One of the slide from my master thesis presentation :p
 
get your shit outta here
 
jesus wtf
 
"And as you can see, after solving that integral..."
 
2:01 PM
lol, Jewish indices
 
index game so strong even the census is jealous
 
I RAN OUT OF LETTERS
 
this is why no one likes GR
$\zeta,\xi,\omega,\pi$
 
start using penrose notation
 
what's a xeta
 
2:02 PM
still plenty of letters left
 
(also I wanted to have some index fun)
"Greek letters are used to indicate culture, Gothic letters are used because they're pretty, Hebrew letters are used for religious reasons, and Cyrillic letters are avoided for political reasons."
 
seriously
Dr. Parsons tamed his beard
he looks less like a homeless santa now
 
2:34 PM
Why is the chat so dead
 
Do you want to talk about GR
Quick while JD isn't here
 
In physics
Let's talk about pulleys
GR pulleys
Did JD get chat banned? Probably.
I wonder for how long.
 
He was briefly chat banned yesterday
 
@0celo7 : how many time do I have to tell you mathematics is not evidence? Physics experiments provides evidence. You make photons intersect in a vacuum, and you get electrons and positrons. If your mathematics says it doesn't happen, your mathematics is wrong.
I had a half-hour break courtesy of some robot that detected an expletive.
 
good morning!
 
2:44 PM
Hello
 
@JohnDuffield I'm ignoring you because you're too smart and are making my cry from your smartness. I'm just a dumb kid after all. You win.
@NeuroFuzzy morning calibro
 
Don't say it, just do it
that is the best way to ignore a bloke
 
OMG. You guys are still stuck in the same loop!!
(Einstein and the Evidence)
 
@FenderLesPaul I know you're into condensed matter stuff. Any book recommendations?

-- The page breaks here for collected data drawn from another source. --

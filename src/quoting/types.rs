//! Unified quote model.
//!
//! Every quote returned to callers has the same shape regardless of which
//! route source produced it. The plan builder switches only on structural
//! shape, never on provenance; `meta.is_synthetic` exists for observability
//! and is not policy-bearing. Quotes are immutable once built — selecting an
//! alternate route derives a new value.

use std::collections::BTreeMap;

use primitive_types::U256;
use serde::{Deserialize, Serialize};

use crate::quoting::amounts::serde_atomic;

/// Which source a quote reports. After reconciliation every successful quote
/// reports `Aggregator`, even when internally produced by the direct-pool
/// fallback; `Error` marks the both-sources-failed terminal state.
#[derive(Debug, Clone, Copy, PartialEq, Eq, Serialize, Deserialize)]
#[serde(rename_all = "kebab-case")]
pub enum QuoteSource {
    Aggregator,
    DirectPool,
    Error,
}

/// One hop of a route, for display and partner gating
#[derive(Debug, Clone, PartialEq, Serialize, Deserialize)]
#[serde(rename_all = "camelCase")]
pub struct RouteStep {
    pub from: String,
    pub to: String,
    pub from_symbol: String,
    pub to_symbol: String,
    pub provider: String,
    #[serde(skip_serializing_if = "Option::is_none")]
    pub fee_rate: Option<f64>,
}

/// Pool details attached to a router path. Required by the execution layer
/// for single-pool paths; synthesized paths always carry them.
#[derive(Debug, Clone, PartialEq, Serialize, Deserialize)]
#[serde(rename_all = "camelCase")]
pub struct ExtendedDetails {
    pub pool_address: String,
    pub coin_type_a: String,
    pub coin_type_b: String,
}

/// One path inside the router payload, in the aggregator's own schema.
/// The synthetic fallback path populates every field a real one carries.
#[derive(Debug, Clone, PartialEq, Serialize, Deserialize)]
#[serde(rename_all = "camelCase")]
pub struct RouterPath {
    pub id: String,
    pub provider: String,
    pub from: String,
    pub target: String,
    #[serde(default)]
    pub fee_rate: f64,
    #[serde(with = "serde_atomic")]
    pub amount_in: U256,
    #[serde(with = "serde_atomic")]
    pub amount_out: U256,
    /// a2b flag for single-pool paths
    #[serde(skip_serializing_if = "Option::is_none")]
    pub direction: Option<bool>,
    #[serde(skip_serializing_if = "Option::is_none")]
    pub published_at: Option<String>,
    #[serde(skip_serializing_if = "Option::is_none")]
    pub extended_details: Option<ExtendedDetails>,
}

/// The router payload the plan builder consumes. Identical shape whether it
/// came from the aggregator service or was synthesized from a direct pool.
#[derive(Debug, Clone, PartialEq, Serialize, Deserialize)]
#[serde(rename_all = "camelCase")]
pub struct RouterData {
    pub quote_id: String,
    #[serde(with = "serde_atomic")]
    pub amount_in: U256,
    #[serde(with = "serde_atomic")]
    pub amount_out: U256,
    pub by_amount_in: bool,
    pub paths: Vec<RouterPath>,
    #[serde(default)]
    pub insufficient_liquidity: bool,
    /// Router package registry, e.g. the `aggregator_v3` package id
    #[serde(default)]
    pub packages: BTreeMap<String, String>,
}

/// One candidate route offered for user-facing route selection
#[derive(Debug, Clone, PartialEq, Serialize, Deserialize)]
#[serde(rename_all = "camelCase")]
pub struct RoutePath {
    pub id: usize,
    pub label: String,
    #[serde(with = "serde_atomic")]
    pub amount_in: U256,
    #[serde(with = "serde_atomic")]
    pub amount_out: U256,
    pub steps: Vec<RouteStep>,
    pub hop_count: usize,
    /// Underlying router-schema path, so a selected route can be replayed
    /// through the plan builder on its own.
    pub router_path: RouterPath,
}

#[derive(Debug, Clone, Copy, PartialEq, Eq, Serialize, Deserialize)]
#[serde(rename_all = "kebab-case")]
pub enum RouteKind {
    Aggregator,
    DirectPool,
}

/// Display summary of the selected route
#[derive(Debug, Clone, PartialEq, Serialize, Deserialize)]
#[serde(rename_all = "camelCase")]
pub struct RouteDetails {
    pub kind: RouteKind,
    pub hops: usize,
    pub providers: Vec<String>,
    pub steps: Vec<RouteStep>,
    pub path_text: String,
}

#[derive(Debug, Clone, Copy, PartialEq, Eq, Serialize, Deserialize)]
#[serde(rename_all = "kebab-case")]
pub enum Better {
    Aggregator,
    DirectPool,
    Equal,
}

/// Aggregator-vs-direct-pool price comparison. Present only when both
/// sources returned a usable amount.
#[derive(Debug, Clone, PartialEq, Serialize, Deserialize)]
#[serde(rename_all = "camelCase")]
pub struct Comparison {
    #[serde(with = "serde_atomic")]
    pub direct_out: U256,
    #[serde(with = "serde_atomic")]
    pub aggregator_out: U256,
    #[serde(with = "serde_atomic")]
    pub savings_abs: U256,
    /// Display-only percentage; the comparative magnitude is computed with
    /// integer numerator scaling before this is derived.
    pub savings_pct: f64,
    pub better: Better,
}

/// Cache diagnostics attached to served quotes
#[derive(Debug, Clone, PartialEq, Serialize, Deserialize)]
#[serde(rename_all = "camelCase")]
pub struct CacheInfo {
    pub hit: bool,
    pub age_ms: u64,
    pub ttl_ms: u64,
}

/// Diagnostic metadata: per-source latencies, fallback provenance, cache
#[derive(Debug, Clone, Default, PartialEq, Serialize, Deserialize)]
#[serde(rename_all = "camelCase")]
pub struct QuoteMeta {
    #[serde(skip_serializing_if = "Option::is_none")]
    pub aggregator_latency_ms: Option<u64>,
    #[serde(skip_serializing_if = "Option::is_none")]
    pub direct_latency_ms: Option<u64>,
    #[serde(skip_serializing_if = "Option::is_none")]
    pub fallback_from: Option<QuoteSource>,
    #[serde(skip_serializing_if = "Option::is_none")]
    pub fallback_reason: Option<String>,
    #[serde(skip_serializing_if = "Option::is_none")]
    pub cache: Option<CacheInfo>,
    #[serde(default)]
    pub is_synthetic: bool,
}

/// The unified quote
#[derive(Debug, Clone, PartialEq, Serialize, Deserialize)]
#[serde(rename_all = "camelCase")]
pub struct Quote {
    pub source: QuoteSource,
    #[serde(with = "serde_atomic")]
    pub amount_in: U256,
    #[serde(with = "serde_atomic")]
    pub amount_out: U256,
    pub by_amount_in: bool,
    #[serde(with = "serde_atomic")]
    pub estimated_fee: U256,
    /// Full router payload for the plan builder
    pub router: RouterData,
    /// Full candidate set for alternate-route selection, best price first
    pub paths: Vec<RoutePath>,
    pub selected_route_id: usize,
    #[serde(skip_serializing_if = "Option::is_none")]
    pub pool_address: Option<String>,
    #[serde(skip_serializing_if = "Option::is_none")]
    pub a2b: Option<bool>,
    pub route_details: RouteDetails,
    #[serde(skip_serializing_if = "Option::is_none")]
    pub comparison: Option<Comparison>,
    pub meta: QuoteMeta,
}

impl Quote {
    /// Derive a new quote with an alternate candidate route selected.
    /// Unknown ids fall back to the current selection; the original quote is
    /// never mutated.
    pub fn with_selected_route(&self, route_id: usize) -> Quote {
        let mut derived = self.clone();
        if self.source != QuoteSource::Aggregator {
            return derived;
        }
        let Some(path) = self.paths.iter().find(|p| p.id == route_id) else {
            return derived;
        };
        derived.selected_route_id = path.id;
        derived.amount_in = path.amount_in;
        derived.amount_out = path.amount_out;
        derived
    }

    /// The router-schema path of the currently selected route, when the
    /// candidate set carries it.
    pub fn selected_router_path(&self) -> Option<&RouterPath> {
        self.paths
            .iter()
            .find(|p| p.id == self.selected_route_id)
            .map(|p| &p.router_path)
    }
}

/// Terminal error payload: both sources failed. Returned as a value, never
/// an exception; callers check `error`.
#[derive(Debug, Clone, PartialEq, Serialize, Deserialize)]
#[serde(rename_all = "camelCase")]
pub struct ErrorQuote {
    pub error: bool,
    pub error_message: String,
    pub source: QuoteSource,
    pub meta: QuoteMeta,
}

/// Outcome of a reconciliation call
#[derive(Debug, Clone, PartialEq, Serialize, Deserialize)]
#[serde(untagged)]
pub enum QuoteResult {
    Quote(Box<Quote>),
    Error(ErrorQuote),
}

impl QuoteResult {
    pub fn is_error(&self) -> bool {
        matches!(self, QuoteResult::Error(_))
    }

    pub fn as_quote(&self) -> Option<&Quote> {
        match self {
            QuoteResult::Quote(q) => Some(q),
            QuoteResult::Error(_) => None,
        }
    }

    pub fn meta_mut(&mut self) -> &mut QuoteMeta {
        match self {
            QuoteResult::Quote(q) => &mut q.meta,
            QuoteResult::Error(e) => &mut e.meta,
        }
    }
}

I'm not looking for stuff that jumps to TQFT and gauge theory in the first chapter.
 
Feel free to recommend that stuff, too, though ;D
 
2:55 PM
I want something to learn more about basic structure and thermodynamics of solids.
@ACuriousMind Well, sure.
But I don't think Maik Lord Protector Prof. Dr. Herr Mr. Lang will know what I'm going on about if I read one of those
There's 80 pages of condensed matter books on Springer.
 
@ChrisWhite I like that POV! Not that I'd ever echo it in a physics classroom. I'd get marked wrong immediately :P
Section of the tensor bundle FTW though
 
Looks like I completely missed the battle:
-2
Q: The electron is a 511keV photon going "round and round." How does this work?

0celo7I'm curious about the properties of the electron as given in this PSE post. I always thought the electron was an excitation in the electron field. Apparently that's not true and it is a photon going round and round in a Dirac's belt configuration. I have some questions regarding this: How does ...

But I am curious regarding why the question got a -2 (=+3-5), I think it is well posed.
 
@TheDarkSide Thank you, I thought it was quite good as well.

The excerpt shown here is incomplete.